Come rilevato in ricorso da A.A. e B.B., in particolare la Corte non ha affatto compiuto una valutazione globale della scheda, estrapolando le affermazioni contenenti i riferimenti alle “pressioni ricevute”, sebbene nella parte iniziale della scheda il testatore riportasse, testualmente, di essere indotto a riesaminare le precedenti disposizioni da “alcuni aspetti dei rapporti di C.C. nei confronti miei e dei fratelli (…); in occasione del mio ricovero in ospedale, si dimostrò completamente assente e indifferente anche se non ancora ostile” e che egli “da allora” da parte di parenti e conoscenti cominciò a ricevere le pressioni che la Corte d’appello ha ritenuto poi rilevanti perchè modificasse i diritti successori, ma aveva “rifiutato” di cancellare disposizioni, tenuto conto dei meriti pregressi”; quindi, il testatore riferiva ancora: “ma recentemente, essa tentò di inguaiarmi per pretese omissioni di versamenti contributivi, in ciò avendo a collaborare un individuo di cui non faccio neppure il nome per non sporcarmi”. La sequenza di queste dichiarazioni non è stata esaminata dalla Corte che ha isolato dal contesto il riferimento alle pressioni ricevute non applicando correttamente i principi ermeneutici di cui si è detto.
Quanto poi alle riferite “pressioni” (che, invero, nell’interpretazione, devono essere identificate in modo chiaramente distinto da un’attività di coercizione che, nella specie, non è stata mai dedotta e potrebbe essere rilevante per la violenza, non per il dolo), è necessario che, come già rimarcato, sia riscontrabile l’avvenuto impiego di veri e propri mezzi fraudolenti idonei a trarre in inganno il testatore.
In tal senso, il ragionamento presuntivo – che può sorreggere questo riscontro da parte dell’interprete – deve comunque essere correttamente costruito, ciò che nella specie non può dirsi accaduto.
E’ necessario, infatti, che il giudice analizzi innanzitutto i fatti noti che, seppure secondari, potrebbero essere utili alla deduzione dei fatti ignoti da provare; quindi egli è tenuto a selezionarli per “precisione”, nel senso di considerali soltanto se certi e determinati nella realtà storica; infine, può valutarli nella loro “gravità” e, in caso siano molteplici, “concordanza”, nel senso che deve verificarli come idonei a fondare la deduzione probabilistica della realtà del fatto ignoto (cfr. sulla costruzione del ragionamento presuntivo, Cass. Sez. 2, n. 9054 del 21/03/2022).
Nessuna di queste fasi del ragionamento si evince nella motivazione della sentenza impugnata, in cui non risulta neppure chiaro quali elementi siano ritenuti fatti certi, quali abbiano la caratteristica di fatti secondari, come si sia sviluppata la deduzione del dolo>>.

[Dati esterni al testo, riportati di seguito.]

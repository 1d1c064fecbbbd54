// SPDX-License-Identifier: AGPL-3.0-or-later
//
// Copyright (C) 2026 Relational Network

//! # Runtime Configuration
//!
//! Settings come from command line flags, each of which falls back to an
//! environment variable. A `.env` file in the working directory is loaded
//! first and only fills variables that are not already set. Everything is
//! validated before any network I/O.
//!
//! ## Environment Variables
//!
//! | Variable | Description | Default |
//! |----------|-------------|---------|
//! | `BATCH_SIZE` | Addresses per bundled read (positive) | `200` |
//! | `RETRY_ATTEMPTS` | Attempts per batch (non-negative, 0 acts as 1) | `3` |
//! | `RETRY_DELAY` | Milliseconds between attempts (non-negative) | `1000` |
//! | `MAX_IN_FLIGHT` | Concurrent batches per asset | Unbounded |
//! | `WALLETS_FILE` | Wallet list path | `wallets.txt` |
//! | `RESULTS_DIR` | Report output directory | `results` |
//! | `EXCLUDED_NETWORKS` | Comma-separated ids skipped by `all` | `base-goerli,xterio` |
//! | `DEFAULT_NETWORK` | Network used when no selector is given | Interactive prompt |
//! | `RPC_URL_<NETWORK_ID>` | RPC override, id upper-cased with `-` as `_` | Registry URL |
//! | `LOG_FORMAT` | Logging format (`json` or `pretty`) | `pretty` |
//! | `RUST_LOG` | Log level filter | `info` |
//!
//! Any of these may also be written as `KEY=value` lines in `.env`.

use std::collections::HashMap;
use std::num::NonZeroUsize;
use std::path::{Path, PathBuf};
use std::time::Duration;

use crate::blockchain::{find_network, networks_for_all_run, AssetRef, NetworkConfig, NETWORKS};
use crate::checker::CheckerOptions;
use crate::cli::Cli;

pub const BATCH_SIZE_ENV: &str = "BATCH_SIZE";
pub const RETRY_ATTEMPTS_ENV: &str = "RETRY_ATTEMPTS";
pub const RETRY_DELAY_ENV: &str = "RETRY_DELAY";
pub const MAX_IN_FLIGHT_ENV: &str = "MAX_IN_FLIGHT";
pub const WALLETS_FILE_ENV: &str = "WALLETS_FILE";
pub const RESULTS_DIR_ENV: &str = "RESULTS_DIR";
pub const EXCLUDED_NETWORKS_ENV: &str = "EXCLUDED_NETWORKS";
pub const DEFAULT_NETWORK_ENV: &str = "DEFAULT_NETWORK";
pub const LOG_FORMAT_ENV: &str = "LOG_FORMAT";

/// Settings file read from the working directory before flags are parsed.
pub const ENV_FILE: &str = ".env";

/// Prefix of per-network RPC override variables, e.g. `RPC_URL_BASE_GOERLI`.
pub const RPC_URL_ENV_PREFIX: &str = "RPC_URL_";

/// Selector that checks every network.
pub const ALL_NETWORKS: &str = "all";

/// What a run checks.
#[derive(Debug, Clone)]
pub enum Selection {
    Network(NetworkConfig),
    All,
}

/// Validated application configuration.
#[derive(Debug, Clone)]
pub struct AppConfig {
    pub options: CheckerOptions,
    pub wallets_file: PathBuf,
    pub results_dir: PathBuf,
    /// Lower-cased ids skipped by the all-networks run
    pub excluded_networks: Vec<String>,
    pub default_network: Option<String>,
    /// RPC overrides keyed by network id
    pub rpc_overrides: HashMap<&'static str, String>,
    /// Assets of a single-network run, `None` for the network's defaults
    pub assets: Option<Vec<AssetRef>>,
}

impl AppConfig {
    /// Build and validate the configuration.
    ///
    /// `env` supplies the `RPC_URL_<NETWORK_ID>` variables; flags given with
    /// `--rpc-url` take precedence over them.
    pub fn from_cli(
        cli: &Cli,
        env: impl IntoIterator<Item = (String, String)>,
    ) -> Result<Self, ConfigError> {
        let batch_size = usize::try_from(cli.batch_size)
            .ok()
            .filter(|n| *n > 0)
            .ok_or(ConfigError::InvalidBatchSize(cli.batch_size))?;
        let retry_attempts = u32::try_from(cli.retry_attempts)
            .map_err(|_| ConfigError::InvalidRetryAttempts(cli.retry_attempts))?;
        let retry_delay = u64::try_from(cli.retry_delay)
            .map(Duration::from_millis)
            .map_err(|_| ConfigError::InvalidRetryDelay(cli.retry_delay))?;
        let max_in_flight = cli
            .max_in_flight
            .map(|n| NonZeroUsize::new(n).ok_or(ConfigError::InvalidMaxInFlight))
            .transpose()?;

        if cli.wallets_file.as_os_str().is_empty() {
            return Err(ConfigError::EmptyPath(WALLETS_FILE_ENV));
        }
        if cli.results_dir.as_os_str().is_empty() {
            return Err(ConfigError::EmptyPath(RESULTS_DIR_ENV));
        }

        let default_network = cli
            .default_network
            .as_deref()
            .map(str::trim)
            .filter(|id| !id.is_empty())
            .map(|id| {
                find_network(id)
                    .map(|n| n.id.to_string())
                    .ok_or_else(|| ConfigError::UnknownNetwork(id.to_string()))
            })
            .transpose()?;

        let assets = cli
            .assets
            .as_ref()
            .map(|assets| {
                assets
                    .iter()
                    .filter(|a| !a.trim().is_empty())
                    .map(|a| {
                        a.parse::<AssetRef>()
                            .map_err(|_| ConfigError::InvalidAsset(a.clone()))
                    })
                    .collect::<Result<Vec<_>, _>>()
            })
            .transpose()?;
        if assets.as_ref().is_some_and(Vec::is_empty) {
            return Err(ConfigError::InvalidAsset(String::new()));
        }

        let mut rpc_overrides = rpc_overrides_from_env(env);
        for flag in &cli.rpc_urls {
            let (id, url) = flag
                .split_once('=')
                .ok_or_else(|| ConfigError::InvalidRpcOverride(flag.clone()))?;
            let network =
                find_network(id).ok_or_else(|| ConfigError::UnknownNetwork(id.to_string()))?;
            rpc_overrides.insert(network.id, url.trim().to_string());
        }
        if let Some((id, _)) = rpc_overrides.iter().find(|(_, url)| url.is_empty()) {
            return Err(ConfigError::MissingRpcUrl(id.to_string()));
        }

        let config = Self {
            options: CheckerOptions {
                batch_size,
                retry_attempts,
                retry_delay,
                max_in_flight,
            },
            wallets_file: cli.wallets_file.clone(),
            results_dir: cli.results_dir.clone(),
            excluded_networks: cli
                .excluded_networks
                .iter()
                .map(|id| id.trim().to_lowercase())
                .filter(|id| !id.is_empty())
                .collect(),
            default_network,
            rpc_overrides,
            assets,
        };
        config.validate()?;
        Ok(config)
    }

    /// Checks that do not depend on how the configuration was built.
    pub fn validate(&self) -> Result<(), ConfigError> {
        if self.options.batch_size == 0 {
            return Err(ConfigError::InvalidBatchSize(0));
        }
        if let Some(network) = NETWORKS.iter().find(|n| self.rpc_url(n).is_empty()) {
            return Err(ConfigError::MissingRpcUrl(network.id.to_string()));
        }
        Ok(())
    }

    /// Resolve an explicit selector: a network id or `all`.
    pub fn select(&self, selector: &str) -> Result<Selection, ConfigError> {
        let selector = selector.trim();
        if selector.eq_ignore_ascii_case(ALL_NETWORKS) {
            return Ok(Selection::All);
        }
        self.network(selector).map(Selection::Network)
    }

    /// Selection when no selector is given: the default network if one is
    /// configured, otherwise `None` (ask the user).
    pub fn default_selection(&self) -> Result<Option<Selection>, ConfigError> {
        self.default_network
            .as_deref()
            .map(|id| self.select(id))
            .transpose()
    }

    /// A registry network with its RPC override applied.
    pub fn network(&self, id: &str) -> Result<NetworkConfig, ConfigError> {
        find_network(id)
            .map(|n| self.apply_override(n))
            .ok_or_else(|| ConfigError::UnknownNetwork(id.to_string()))
    }

    /// Networks of an all-networks run, in check order, overrides applied.
    pub fn all_networks(&self) -> Vec<NetworkConfig> {
        networks_for_all_run(&self.excluded_networks)
            .into_iter()
            .map(|n| match self.rpc_overrides.get(n.id) {
                Some(url) => n.with_rpc_url(url.clone()),
                None => n,
            })
            .collect()
    }

    fn rpc_url<'a>(&'a self, network: &'a NetworkConfig) -> &'a str {
        self.rpc_overrides
            .get(network.id)
            .map(String::as_str)
            .unwrap_or(network.rpc_url.as_ref())
    }

    fn apply_override(&self, network: &NetworkConfig) -> NetworkConfig {
        match self.rpc_overrides.get(network.id) {
            Some(url) => network.clone().with_rpc_url(url.clone()),
            None => network.clone(),
        }
    }
}

/// Load `KEY=value` lines from `path` into the process environment.
///
/// Variables already present keep their value. Returns `Ok(false)` when the
/// file does not exist.
pub fn load_env_file(path: &Path) -> Result<bool, dotenv::Error> {
    match dotenv::from_path(path) {
        Ok(()) => Ok(true),
        Err(e) if e.not_found() => Ok(false),
        Err(e) => Err(e),
    }
}

/// Name of the override variable for a network id.
pub fn rpc_url_env_name(network_id: &str) -> String {
    format!(
        "{RPC_URL_ENV_PREFIX}{}",
        network_id.to_uppercase().replace('-', "_")
    )
}

fn rpc_overrides_from_env(
    env: impl IntoIterator<Item = (String, String)>,
) -> HashMap<&'static str, String> {
    let mut overrides = HashMap::new();
    for (key, value) in env {
        if !key.starts_with(RPC_URL_ENV_PREFIX) {
            continue;
        }
        match NETWORKS.iter().find(|n| rpc_url_env_name(n.id) == key) {
            Some(network) => {
                tracing::debug!(network = network.id, "Using RPC override from environment");
                overrides.insert(network.id, value.trim().to_string());
            }
            None => tracing::warn!(variable = %key, "Ignoring RPC override for unknown network"),
        }
    }
    overrides
}

/// Configuration errors, all fatal before any network I/O.
#[derive(Debug, Clone, PartialEq, Eq, thiserror::Error)]
pub enum ConfigError {
    #[error("Invalid batch size {0}: must be a positive integer")]
    InvalidBatchSize(i64),

    #[error("Invalid retry attempts {0}: must not be negative")]
    InvalidRetryAttempts(i64),

    #[error("Invalid retry delay {0}: must not be negative")]
    InvalidRetryDelay(i64),

    #[error("Invalid max in flight: must be positive")]
    InvalidMaxInFlight,

    #[error("Empty path for {0}")]
    EmptyPath(&'static str),

    #[error("Unknown network: {0}")]
    UnknownNetwork(String),

    #[error("Missing RPC URL for network {0}")]
    MissingRpcUrl(String),

    #[error("Invalid RPC override {0:?}: expected <network-id>=<url>")]
    InvalidRpcOverride(String),

    #[error("Invalid asset {0:?}: expected `native` or a 0x address")]
    InvalidAsset(String),
}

Sulla non contestazione ex 115 copc:
<<Ebbene, per principio consolidato, il principio di non contestazione (comunque operante nella fattispecie perchè implicitamente codificato, prima che fosse riformato l’art. 115 c.p.c., nell’art. 167 c.p.c.) produce l’effetto della relevatio ab onere probandi soltanto in relazione ai fatti costitutivi, modificativi o estintivi del diritto azionato che siano stati compiutamente allegati dall’attore [NB: purchè entro la sfera di azione e conoscibilità della controparte: non ha senso l’effetto probatorio circa fatti su cui nulla può o sa]; può poi operare, altresì, anche in relazione a fatti secondari se idonei a fondare un ragionamento presuntivo quando, come accade proprio nel caso del dolo nel testamento, la prova non possa che essere fornita per presunzioni.
In questa seconda ipotesi, tuttavia, la non contestazione non può investire immediatamente la fattispecie giuridica dedotta in domanda (l’asserito vizio di volontà del testatore), oggetto di prova presuntiva: il riscontro di tale fattispecie deve comunque avvenire, infatti, con un’attività spiccatamente valutativa, finalizzata a ricavare il fatto principale – insuscettibile di prova diretta – dai fatti secondari invece accertati, eventualmente anche per non contestazione (cfr., in materia risarcitoria, Cass. Sez. L, n. 21460 del 19/08/2019).
La non contestazione è, infatti, un comportamento processualmente significativo se riferito a un fatto da accertare nel processo e non alla determinazione della sua dimensione giuridica (cfr. Sez. U, n. 761 del 23/01/2002 in materia di contestazione dei conteggi per la quantificazione di un credito di lavoro); per contrappunto, il mero difetto di contestazione specifica, ove rilevante, non impone in ogni caso al giudice un vincolo assoluto (per così dire, di piena conformazione), perchè egli può sempre rilevare l’inesistenza del fatto allegato da una parte anche se non contestato dall’altra ove tale inesistenza emerga dagli atti di causa e dal materiale probatorio raccolto (Sez. U, n. 11377 del 2015, in motivazione).
La Corte d’appello, pertanto, non ha correttamente applicato il principio di non contestazione alla fattispecie>.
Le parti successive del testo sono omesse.